Tepat ba'da Isya dan masih dalam balutan mukena, Hira perlahan membuka tasnya. Ia raih undangan pernikahan berdesain anggun yang baru tadi dikasih Lia, sahabatnya yang selalu terlihat tegar dan energik. Matanya sibuk mengikuti lengkung-lengkung rangkaian huruf bertinta perak yang menghiasi lembar undangan itu. Satu persatu, sahabat-sahabatnya telah mendahuluinya duduk di kursi pelaminan. Baru satu bulan yang lalu, Bilal teman seangkatan dengannya telah mempersunting Khumaira, gadis cantik asal pulau Mataram. Alias pulau Madura tanah garam. Bahkan Novita salah satu teman pegiat kajian bersamanya, menurut sumber berita sudah mulai ada rambu hijau sama si Deni. Lain lagi dengan Ulya, teman seperjuangan di Madrasah Aliyah dulu. Karena tidak bisa melanjutkan kuliah karena faktor ekonomi, justru ia malah segera dipertemukan dengan jodohnya. Hampir setahun, ia telah dianugerahi anak yang imut dan lucu. Begitu beruntungnya mereka semua. 

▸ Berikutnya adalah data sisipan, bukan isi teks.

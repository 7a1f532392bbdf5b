// Canonical 44-byte WAV framing for raw PCM buffers.
//
// Layout: RIFF/WAVE, a 16-byte `fmt ` chunk with PCM format code 1, then a
// single `data` chunk holding the samples.

use anyhow::{bail, Context, Result};
use hound::WavReader;
use std::io::Cursor;

use super::pcm;

/// Size of the canonical PCM WAV header
pub const WAV_HEADER_LEN: usize = 44;

/// PCM format code in the `fmt ` chunk
const FORMAT_PCM: u16 = 1;

/// Sample layout of a PCM buffer
#[derive(Debug, Clone, Copy, PartialEq, Eq)]
pub struct WavSpec {
    /// Sample rate in Hz
    pub sample_rate: u32,
    /// Number of interleaved channels
    pub channels: u16,
    /// Bits per sample (16 for everything the broker produces)
    pub bits_per_sample: u16,
}

impl WavSpec {
    /// 16-bit mono at the given rate
    pub fn mono_16bit(sample_rate: u32) -> Self {
        Self {
            sample_rate,
            channels: 1,
            bits_per_sample: 16,
        }
    }

    pub fn block_align(&self) -> u16 {
        self.channels * (self.bits_per_sample / 8)
    }

    pub fn byte_rate(&self) -> u32 {
        self.sample_rate * self.block_align() as u32
    }
}

impl Default for WavSpec {
    fn default() -> Self {
        // Live model output: 24kHz mono 16-bit
        Self::mono_16bit(24000)
    }
}

/// Build the 44-byte header for `data_len` bytes of PCM
pub fn header(data_len: u32, spec: WavSpec) -> [u8; WAV_HEADER_LEN] {
    let mut h = [0u8; WAV_HEADER_LEN];

    h[0..4].copy_from_slice(b"RIFF");
    h[4..8].copy_from_slice(&(data_len.wrapping_add(36)).to_le_bytes());
    h[8..12].copy_from_slice(b"WAVE");

    h[12..16].copy_from_slice(b"fmt ");
    h[16..20].copy_from_slice(&16u32.to_le_bytes());
    h[20..22].copy_from_slice(&FORMAT_PCM.to_le_bytes());
    h[22..24].copy_from_slice(&spec.channels.to_le_bytes());
    h[24..28].copy_from_slice(&spec.sample_rate.to_le_bytes());
    h[28..32].copy_from_slice(&spec.byte_rate().to_le_bytes());
    h[32..34].copy_from_slice(&spec.block_align().to_le_bytes());
    h[34..36].copy_from_slice(&spec.bits_per_sample.to_le_bytes());

    h[36..40].copy_from_slice(b"data");
    h[40..44].copy_from_slice(&data_len.to_le_bytes());

    h
}

/// Wrap raw PCM bytes in a WAV container
pub fn encode(pcm: &[u8], spec: WavSpec) -> Vec<u8> {
    let mut out = Vec::with_capacity(WAV_HEADER_LEN + pcm.len());
    out.extend_from_slice(&header(pcm.len() as u32, spec));
    out.extend_from_slice(pcm);
    out
}

/// Quick check for a RIFF/WAVE prefix
pub fn is_wav(bytes: &[u8]) -> bool {
    bytes.len() >= 12 && &bytes[0..4] == b"RIFF" && &bytes[8..12] == b"WAVE"
}

/// Read a 16-bit PCM WAV container, returning its spec and little-endian samples
///
/// Extra chunks (`LIST`, `fact`) are skipped by the reader.
pub fn decode(bytes: &[u8]) -> Result<(WavSpec, Vec<u8>)> {
    if !is_wav(bytes) {
        bail!("Not a RIFF/WAVE container");
    }

    let reader = WavReader::new(Cursor::new(bytes)).context("Invalid WAV container")?;
    let spec = reader.spec();

    if spec.sample_format != hound::SampleFormat::Int || spec.bits_per_sample != 16 {
        bail!(
            "Expected 16-bit integer PCM, got {}-bit {:?}",
            spec.bits_per_sample,
            spec.sample_format
        );
    }

    let samples: Vec<i16> = reader
        .into_samples::<i16>()
        .collect::<Result<Vec<_>, _>>()
        .context("Failed to read WAV samples")?;

    Ok((
        WavSpec {
            sample_rate: spec.sample_rate,
            channels: spec.channels,
            bits_per_sample: spec.bits_per_sample,
        },
        pcm::samples_to_bytes(&samples),
    ))
}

"Mas Fardan... Andai saja saat itu kau lebih tegas dan mau memberiku satu titik jelas saja, tentu aku takkan pernah pergi darimu mas.." Gumam Hira dalam lamunan. Kenangan itu kembali berputar, menyisakan pilu, mengiris setiap inci luka. 

 ***

Merindukan kekasih impian agar datang lebih cepat, memang hal yang sangat wajar dan lazim terjadi. Nikah dinipun akan dirasa sangat tepat daripada terlalu lama menahan himpitan gundah. Barangkali, inilah buah dari tren nikah muda yang biasa digelorakan kaum hijrah itu. Sama halnya seperti yang kerap dialami banyak mahasiswi semester akhir masa kini; entah ia yang terlalu meradang, galau, khawatir, gelisah sekaligus baper jika kedatangan si calon imam belum juga menunjukkan tanda-tanda. Pikirnya, sedangkan yang lain sudah punya bahu untuk bersandar, teman berkisah juga membimbing kala salah. 

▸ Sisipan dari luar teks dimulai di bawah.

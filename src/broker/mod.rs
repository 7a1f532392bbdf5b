//! Server turn broker
//!
//! Turns one HTTP request into one upstream live session and folds the
//! streamed reply into a single `VoiceTurnResult`:
//! - `TurnBroker::run` - open, send, collect, close, all under one deadline
//! - `TurnAccumulator` - arrival-ordered audio and transcript collection
//! - `TurnError` - failures, with timeout kept distinct from partial results

mod accumulator;
mod error;
mod turn;

pub use accumulator::{Completion, TurnAccumulator, TurnOutcome, VoiceTurnResult};
pub use error::TurnError;
pub use turn::{BrokerSettings, TurnBroker};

Hira baru saja menginjak umur dua puluh tiga tahun. Usia perempuan yang dikira sudah cukup matang untuk membina mahligai rumah tangga. Sebentar lagi, ia juga bakal menyandang gelar sarjananya. Namun yang namanya jodoh, tetap tak kunjung menampakkan jati dirinya. Kegelisahan mulai terasa. Jodoh yang katanya akan datang tepat dan indah pada waktunya, kini menjadi kalimat paling akrab sebagai pelipur lara. Beginilah cara menyemangati diri agar tetap sabar menanti. Dia adalah Zahira Hibbatillah yang selalu tertegun ketika mengingat kisah cinta Bakri, orang tuanya. Ia lihat, betapa tegar serta begitu tulusnya cinta mereka. Merupakan sosok figur nyata yang selalu setia dengan istri pertama sekaligus terakhir dalam sisa hidupnya. Betul, ia telah ditinggal Hana sekian lama. Namun cintanya tetaplah cinta yang sama. Kerinduan itu, menyelimuti kepergiannya. Separuh hatinya ikut terbawa pergi. Cinta yang tak tergantikan. 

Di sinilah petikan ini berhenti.